Theatre Royal Way: Dublin’s new street has old memories
The gigantic cine-theatre was a buzzing centre of Dublin's cultural nightlife.
While researching my Irish Times story about College Square, I did a dive into the venue that stood on the same site between 1935 and 1962. The Theatre Royal was a gigantic cine-theatre with a stylish Art Deco façade, and a Moorish-inspired auditorium palatial with high arches and marble staircases. It offered day-long events, combining intermittent film screenings with live music, spectacle, comedy: the smorgasbord of cine-variety.
Unsurprisingly, a lot of stories in living memory relate to the 1950s onwards. That was the peak of the Louis Elliman management, the impresario who also managed the Gaiety Theatre and opened Ardmore Studios. For the Royal, Elliman travelled to Hollywood to secure concerts by American music artists like Judy Garland and Nat King Cole.
The early years of the venue tend to be less remembered. Between 1935-1939, a man named J.E. Pearce was Chairman of the Royal, but it was John McGrath who oversaw operations as Resident Manager. With a background working in cinemas, McGrath was also interested in show business: he was manager for the Irish professional wrestler Danno O’Mahony, a flash-in-the-pan success who defended a championship title in Yankee stadium. Danno popularised the rope-manoeuvre the “Irish whip,” and made an appearance at the Royal in October 1936, where he demonstrated his moves against his brother.
There is a sense that the McGrath years sailed on choppier waters. (Elliman was a prude by comparison, and, according to an Irish Times profile in 1955, was “known to comics for the sour-sounding monosyllable “Out!” with which he annotated a “blue” gag”). Those programmes sound sensationalist and chaotic when read aloud today – a mix of Hollywood Golden Age stars seen in the flesh, alongside stunt performers, impressionists, musicians (Rachmaninoff!) and black minstrel acts. There was also a theatre protest and a high-profile cancellation by a trans-Atlantic boxing star.
The protest by black audience members against Clarence Johnstone
The Irish theatre protest no one remembers. On 25th March 1936, the Irish Times reported that 20 people “mainly of West African nationality” in the auditorium had disrupted a concert by two African-American singers.
One of the singers, Clarence Johnstone, had carved out a career in England, and received racist abuse for having an affair with a white woman married to a well-known orchestra director. From the stalls, the protestors explained they were protesting Johnstone because of a newspaper interview where he condoned the Italian invasion of Ethiopia. They also made clear they were happy for the other singer, Jules Blesdoe, to sing solo.
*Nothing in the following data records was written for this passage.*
//! Page window over a result set

use crate::error::{ModelError, OrmResult};

pub const DEFAULT_PAGE_SIZE: i64 = 20;

/// Page size and 0-based page index.
///
/// A page size of zero or less disables paging: everything is one page.
/// Pages past the end are not clamped; they are simply empty.
#[derive(Debug, Clone, PartialEq)]
pub struct Pagination {
    page_size: i64,
    page: u64,
    total_count: u64,
    page_size_limit: Option<(i64, i64)>,
}

impl Default for Pagination {
    fn default() -> Self {
        Self {
            page_size: DEFAULT_PAGE_SIZE,
            page: 0,
            total_count: 0,
            page_size_limit: None,
        }
    }
}

impl Pagination {
    pub fn new() -> Self {
        Self::default()
    }

    pub fn with_page_size(mut self, page_size: i64) -> Self {
        self.set_page_size(page_size);
        self
    }

    pub fn with_page(mut self, page: u64) -> Self {
        self.page = page;
        self
    }

    /// Clamp future page sizes to `[min, max]`
    pub fn with_page_size_limit(mut self, min: i64, max: i64) -> OrmResult<Self> {
        if min > max {
            return Err(ModelError::Configuration(format!(
                "Invalid page size limit: minimum {} is greater than maximum {}",
                min, max
            )));
        }
        self.page_size_limit = Some((min, max));
        self.set_page_size(self.page_size);
        Ok(self)
    }

    pub fn page_size(&self) -> i64 {
        self.page_size
    }

    pub fn set_page_size(&mut self, page_size: i64) {
        self.page_size = match self.page_size_limit {
            Some((min, _)) if page_size < min => min,
            Some((_, max)) if page_size > max => max,
            _ => page_size,
        };
    }

    pub fn page(&self) -> u64 {
        self.page
    }

    pub fn set_page(&mut self, page: u64) {
        self.page = page;
    }

    pub fn total_count(&self) -> u64 {
        self.total_count
    }

    pub fn set_total_count(&mut self, total_count: u64) {
        self.total_count = total_count;
    }

    pub fn is_paged(&self) -> bool {
        self.page_size > 0
    }

    pub fn page_count(&self) -> u64 {
        if !self.is_paged() {
            return u64::from(self.total_count > 0);
        }
        self.total_count.div_ceil(self.page_size as u64)
    }

    /// Index of the first item of the current page, saturating at `u64::MAX`
    pub fn offset(&self) -> u64 {
        if self.is_paged() {
            self.page.saturating_mul(self.page_size as u64)
        } else {
            0
        }
    }

    /// Items per page, `None` when paging is disabled
    pub fn limit(&self) -> Option<u64> {
        self.is_paged().then(|| self.page_size as u64)
    }
}
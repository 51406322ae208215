#![allow(dead_code)]

use std::sync::Arc;

use elif_record::validation::{IntegerValidator, PatternValidator, RequiredValidator, StringValidator};
use elif_record::{
    ColumnSchema, ColumnType, Connection, MemoryStorage, ModelDefinition, Operations, Persister,
    Record, TableSchema, DEFAULT_SCENARIO,
};

pub fn user_info_table() -> TableSchema {
    TableSchema::new("user_info")
        .column(ColumnSchema::primary_key("id"))
        .column(ColumnSchema::new("name", ColumnType::String).size(50).not_null())
        .column(ColumnSchema::new("phone", ColumnType::String).size(20))
        .column(ColumnSchema::new("type", ColumnType::Integer).not_null().default_value(2))
        .column(ColumnSchema::new("birthday", ColumnType::Date))
        .column(ColumnSchema::new("image", ColumnType::String))
        .column(ColumnSchema::new("version", ColumnType::Integer).not_null().default_value(0))
}

pub fn user_info() -> Arc<ModelDefinition> {
    ModelDefinition::new("user_info")
        .rule(&["name", "phone"], RequiredValidator::new())
        .rule(&["name"], StringValidator::new().max(50))
        .rule(&["type"], IntegerValidator::new().min(1).max(3))
        .rule(
            &["phone"],
            PatternValidator::new(r"^\d{3,20}$").expect("valid pattern"),
        )
        .transactional(DEFAULT_SCENARIO, Operations::ALL)
        .optimistic_lock("version")
        .build()
}

pub struct Fixture {
    pub storage: MemoryStorage,
    pub connection: Connection,
    pub persister: Persister,
}

/// Route tracing output through the test harness
pub fn init_tracing() {
    let _ = tracing_subscriber::fmt()
        .with_env_filter(tracing_subscriber::EnvFilter::from_default_env())
        .with_test_writer()
        .try_init();
}

pub fn fixture() -> Fixture {
    init_tracing();
    let storage = MemoryStorage::new();
    storage.create_table(user_info_table());
    let connection = Connection::new(Arc::new(storage.clone()));
    Fixture {
        persister: Persister::new(connection.clone()),
        storage,
        connection,
    }
}

pub async fn new_user(fixture: &Fixture, name: &str, phone: &str) -> Record {
    let mut record = fixture.connection.instantiate(&user_info()).await.unwrap();
    record.set_attribute("name", name).unwrap();
    record.set_attribute("phone", phone).unwrap();
    record
}

/// Insert users with the given ids, in order
pub async fn seed_ids(fixture: &Fixture, ids: &[i64]) {
    for id in ids {
        let mut record = new_user(fixture, &format!("user{}", id), &format!("555{}", id)).await;
        record.set_attribute("id", *id).unwrap();
        assert!(fixture.persister.insert(&mut record, true, None).await.unwrap());
    }
}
Blesdoe was one of the first black actors to secure regular employment on Broadway, and had starred in Show Boat: the inescapable, early-century musical produced by Florenz Ziegfeld, following the passengers of a show boat sailing the Mississippi river. Playing a weary dockworker, Blesdoe was the first actor to sing “Ol’ Man River,” an oracular song that, not dissimilar to Billie Holiday’s “Strange Fruit,” could always “say the names” of oppressed black people without ever saying them.
It’s unknown if Blesdoe sang “Ol’ Man River” that night when left to carry on the concert solo, though it was probably the most famous song in his repertoire. It is unknown if the song could have stirred the audience concerned for the people of Ethiopia forced to persevere: “I'm tired of living and I'm / Feared of dying / But ol' man river / Keeps rolling along.”